Greater stick-nest rat

Greater stick nest rat

Greater Stick-nest Rats (Leporillus conditor) have yellowish-brown fluffy fur with white markings on their hind feet. They have large eyes and a blunt snout and rest in a hunched posture.

Adaptations

Greater Stick-nest Rats are nocturnal and build communal nests, to shelter in and hide from predators. They have incisors that constantly grow to enable it to eat hard seeds and carry and chew up sticks for building its nest.

Habitat

When Greater Stick-nest Rats lived on mainland Australia they lived in the desert woodlands.

Wild status

Critically endangered.

The Greater Stick-nest Rat is critically endangered as they are extinct on the Australian mainland. Many factors have contributed to their decline including competition from feral cats and foxes, land clearing and the reduction of Aboriginal burning practices.
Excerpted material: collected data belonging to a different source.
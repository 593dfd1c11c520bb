//! URL fetching: the HTTP [`UrlFetcher`] and the `fetch_url` tool.
//!
//! Limits:
//! - Hard timeout (`web.timeout_secs`, default 20s)
//! - Max response size (`web.max_bytes`, default 5MB)
//! - Max text output (`web.max_text_chars`, default 250k chars)
//! - Redirect limit (5 hops)

use std::sync::Arc;
use std::time::Duration;

use async_trait::async_trait;
use futures_util::StreamExt;
use reqwest::header::{ACCEPT, CONTENT_TYPE, USER_AGENT};
use serde_json::{json, Value};

use pv_domain::capability::UrlFetcher;
use pv_domain::config::WebConfig;
use pv_domain::error::{Error, Result};
use pv_domain::provenance::Source;

use crate::tool::{required_str, truncate_result, Tool, ToolContext, ToolErrorPolicy};

// ━━━━━━━━━━━━━━━━━━━━━━━━━━━━━━━━━━━━━━━━━━━━━━━━━━━━━━━━━━━━━━━━━━
// HTTP fetcher
// ━━━━━━━━━━━━━━━━━━━━━━━━━━━━━━━━━━━━━━━━━━━━━━━━━━━━━━━━━━━━━━━━━━

pub struct HttpUrlFetcher {
    client: reqwest::Client,
    user_agent: String,
    max_bytes: usize,
    max_text_chars: usize,
}

impl HttpUrlFetcher {
    pub fn new(config: &WebConfig) -> Result<Self> {
        let client = reqwest::Client::builder()
            .timeout(Duration::from_secs(config.timeout_secs))
            .redirect(reqwest::redirect::Policy::limited(5))
            .build()
            .map_err(|e| Error::Http(format!("build HTTP client: {e}")))?;

        Ok(Self {
            client,
            user_agent: config.user_agent.clone(),
            max_bytes: config.max_bytes,
            max_text_chars: config.max_text_chars,
        })
    }
}

#[async_trait]
impl UrlFetcher for HttpUrlFetcher {
    async fn fetch_markdown(&self, url: &str) -> Result<String> {
        if !(url.starts_with("http://") || url.starts_with("https://")) {
            return Err(Error::Validation(format!("not an http(s) URL: {url}")));
        }

        let resp = self
            .client
            .get(url)
            .header(USER_AGENT, &self.user_agent)
            .header(ACCEPT, "text/html,application/xhtml+xml,text/markdown,text/plain")
            .send()
            .await
            .map_err(|e| {
                if e.is_timeout() {
                    Error::Timeout(format!("fetch {url}"))
                } else {
                    Error::Http(format!("fetch {url}: {e}"))
                }
            })?;

        let status = resp.status();
        if !status.is_success() {
            return Err(Error::Http(format!("fetch {url}: status {status}")));
        }

        let content_type = resp
            .headers()
            .get(CONTENT_TYPE)
            .and_then(|v| v.to_str().ok())
            .unwrap_or("")
            .to_string();

        // Stream body with hard byte cap
        let mut stream = resp.bytes_stream();
        let mut buf: Vec<u8> = Vec::new();
        while let Some(chunk) = stream.next().await {
            let chunk = chunk.map_err(|e| Error::Http(format!("read {url}: {e}")))?;
            if buf.len() + chunk.len() > self.max_bytes {
                return Err(Error::Http(format!(
                    "response from {url} exceeded {} bytes",
                    self.max_bytes
                )));
            }
            buf.extend_from_slice(&chunk);
        }

        let body = String::from_utf8_lossy(&buf);
        let text = if content_type.contains("html") {
            html_to_markdown(&body, self.max_text_chars)
        } else if content_type.contains("text/") || content_type.contains("json") || content_type.is_empty() {
            body.chars().take(self.max_text_chars).collect()
        } else {
            return Err(Error::Validation(format!(
                "unsupported content type `{content_type}` at {url}"
            )));
        };

        tracing::debug!(url = %url, bytes = buf.len(), chars = text.len(), "url fetched");
        Ok(text)
    }
}

/// Reduce HTML to lightweight markdown: headings and list items keep their
/// markers, script/style content is dropped, entities are decoded and
/// whitespace collapsed.
pub fn html_to_markdown(html: &str, max_chars: usize) -> String {
    let mut out = String::new();
    let mut in_tag = false;
    let mut in_script = false;
    let mut in_style = false;
    let mut tag_buf = String::new();
    let mut emitted = 0usize;

    for ch in html.chars() {
        if emitted >= max_chars {
            break;
        }

        match ch {
            '<' => {
                in_tag = true;
                tag_buf.clear();
            }
            '>' if in_tag => {
                in_tag = false;
                let tag = tag_buf.to_lowercase();
                let tag_name = tag
                    .split(|c: char| c.is_whitespace() || c == '/')
                    .find(|s| !s.is_empty())
                    .unwrap_or("");
                let closing = tag.starts_with('/');

                match (closing, tag_name) {
                    (false, "script") => in_script = true,
                    (true, "script") => in_script = false,
                    (false, "style") => in_style = true,
                    (true, "style") => in_style = false,
                    (false, "h1" | "h2" | "h3" | "h4" | "h5" | "h6") => {
                        let level = tag_name[1..].parse::<usize>().unwrap_or(1);
                        push_line_break(&mut out);
                        out.push_str(&"#".repeat(level));
                        out.push(' ');
                    }
                    (false, "li") => {
                        push_line_break(&mut out);
                        out.push_str("- ");
                    }
                    (_, "br") => out.push('\n'),
                    (
                        true,
                        "p" | "div" | "h1" | "h2" | "h3" | "h4" | "h5" | "h6" | "li" | "tr"
                        | "article" | "section" | "header" | "footer" | "blockquote",
                    ) => {
                        out.push_str("\n\n");
                    }
                    _ => {}
                }

                tag_buf.clear();
            }
            _ if in_tag => tag_buf.push(ch),
            _ if in_script || in_style => {}
            _ => {
                out.push(ch);
                emitted += 1;
            }
        }
    }

    let out = out
        .replace("&amp;", "&")
        .replace("&lt;", "<")
        .replace("&gt;", ">")
        .replace("&quot;", "\"")
        .replace("&apos;", "'")
        .replace("&#39;", "'")
        .replace("&nbsp;", " ");

    // Collapse whitespace, keeping at most one blank line.
    let mut result = String::new();
    let mut prev_blank = false;
    for line in out.lines() {
        let trimmed = line.split_whitespace().collect::<Vec<_>>().join(" ");
        if trimmed.is_empty() {
            if !prev_blank && !result.is_empty() {
                result.push('\n');
                prev_blank = true;
            }
        } else {
            result.push_str(&trimmed);
            result.push('\n');
            prev_blank = false;
        }
    }

    result.trim().to_string()
}

fn push_line_break(out: &mut String) {
    if !out.is_empty() && !out.ends_with('\n') {
        out.push('\n');
    }
}

// ━━━━━━━━━━━━━━━━━━━━━━━━━━━━━━━━━━━━━━━━━━━━━━━━━━━━━━━━━━━━━━━━━━
// fetch_url tool
// ━━━━━━━━━━━━━━━━━━━━━━━━━━━━━━━━━━━━━━━━━━━━━━━━━━━━━━━━━━━━━━━━━━

pub const FETCH_URL_TOOL: &str = "fetch_url";

/// Static tool letting the model read a web page.  Failures are reported
/// back to the model.
pub struct FetchUrlTool {
    fetcher: Arc<dyn UrlFetcher>,
    max_result_chars: usize,
}

impl FetchUrlTool {
    pub fn new(fetcher: Arc<dyn UrlFetcher>, max_result_chars: usize) -> Self {
        Self {
            fetcher,
            max_result_chars,
        }
    }
}

#[async_trait]
impl Tool for FetchUrlTool {
    fn description(&self) -> String {
        "Fetch a web page and return its readable text as markdown.".into()
    }

    fn parameters(&self) -> Value {
        json!({
            "type": "object",
            "required": ["url"],
            "properties": {
                "url": { "type": "string", "description": "Absolute http(s) URL to fetch" }
            }
        })
    }

    fn error_policy(&self) -> ToolErrorPolicy {
        ToolErrorPolicy::ReportToModel
    }

    async fn execute(&self, args: Value, ctx: &ToolContext) -> Result<String> {
        let url = required_str(&args, FETCH_URL_TOOL, "url")?;
        let markdown = self.fetcher.fetch_markdown(url).await?;

        ctx.memory.record(
            &ctx.conversation_id,
            &ctx.tool_name,
            vec![Source::new("url", url).with_url(url).external()],
            Vec::new(),
        );

        Ok(truncate_result(markdown, self.max_result_chars))
    }
}

#[cfg(test)]
mod tests {
    use super::*;
    use crate::memory::ToolMemory;

    #[test]
    fn strips_tags_and_scripts() {
        let html = "<html><body><h1>Hello</h1><p>World</p><script>var x=1;</script></body></html>";
        let text = html_to_markdown(html, 10_000);
        assert!(text.contains("# Hello"));
        assert!(text.contains("World"));
        assert!(!text.contains("var x=1"));
    }

    #[test]
    fn decodes_entities() {
        let text = html_to_markdown("<p>A &amp; B &lt; C</p>", 10_000);
        assert!(text.contains("A & B < C"));
    }

    #[test]
    fn list_items_become_bullets() {
        let text = html_to_markdown("<ul><li>one</li><li>two</li></ul>", 10_000);
        assert!(text.contains("- one"));
        assert!(text.contains("- two"));
    }

    #[test]
    fn respects_char_limit() {
        let html = "<p>This is a very long text that should be truncated</p>";
        let text = html_to_markdown(html, 10);
        assert!(text.chars().count() <= 10);
    }

    struct StaticPage;

    #[async_trait]
    impl UrlFetcher for StaticPage {
        async fn fetch_markdown(&self, url: &str) -> Result<String> {
            if url.contains("down") {
                return Err(Error::Http("status 503".into()));
            }
            Ok("# Title\n\nbody".into())
        }
    }

    fn ctx(memory: Arc<ToolMemory>) -> ToolContext {
        ToolContext {
            conversation_id: "c1".into(),
            tool_name: FETCH_URL_TOOL.into(),
            organisation_id: None,
            user_id: None,
            memory,
        }
    }

    #[tokio::test]
    async fn tool_records_external_source() {
        let memory = Arc::new(ToolMemory::new());
        let tool = FetchUrlTool::new(Arc::new(StaticPage), 1000);
        let out = tool
            .execute(json!({ "url": "https://example.com" }), &ctx(memory.clone()))
            .await
            .unwrap();
        assert_eq!(out, "# Title\n\nbody");

        let entry = &memory.read("c1")[FETCH_URL_TOOL];
        assert_eq!(entry.used_sources[0].label, "https://example.com");
        assert_eq!(entry.used_sources[0].external, Some(true));
    }

    #[tokio::test]
    async fn failed_fetch_records_nothing() {
        let memory = Arc::new(ToolMemory::new());
        let tool = FetchUrlTool::new(Arc::new(StaticPage), 1000);
        let result = tool
            .execute(json!({ "url": "https://down.example.com" }), &ctx(memory.clone()))
            .await;
        assert!(result.is_err());
        assert!(memory.read("c1").is_empty());
        assert_eq!(tool.error_policy(), ToolErrorPolicy::ReportToModel);
    }

    #[tokio::test]
    async fn rejects_non_http_urls() {
        let fetcher = HttpUrlFetcher::new(&WebConfig::default()).unwrap();
        let err = fetcher.fetch_markdown("file:///etc/passwd").await.unwrap_err();
        assert!(matches!(err, Error::Validation(_)));
    }
}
Vulnerable conservation status

Vulnerable (IUCN 3.1)[1]

Diet

The Greater Stick-nest Rat is an omnivore; they eat saltbush, leaves, fruits, native grass seeds and larger acacia seeds.

Predators

Predators include feral cats and red foxes, dingoes, owls and eagles.

Size

They grow from 170 to 260mm (head and body) and weigh between 290 to 350g.

Reproduction

Stick-nest rats are seasonal breeders; they mate in summer and average two young. The young stay within range of mother then males disperse at maturity.

Extra fun facts

Greater stick-nest rats get most of their water requirements through their diet of succulents, leaves, and fruit.

They build communal nests up to 1m and 1.5m in diameter are constructed of woven sticks and branches meticulously chewed to size. A nest of grass is constructed in the centre of the piles and tunnels lead from this to the perimeter. The construction is added to by succeeding generations and very large nests may contain communities of 10 to 20 animals.

The only known population of this species now exists on the Franklin Islands.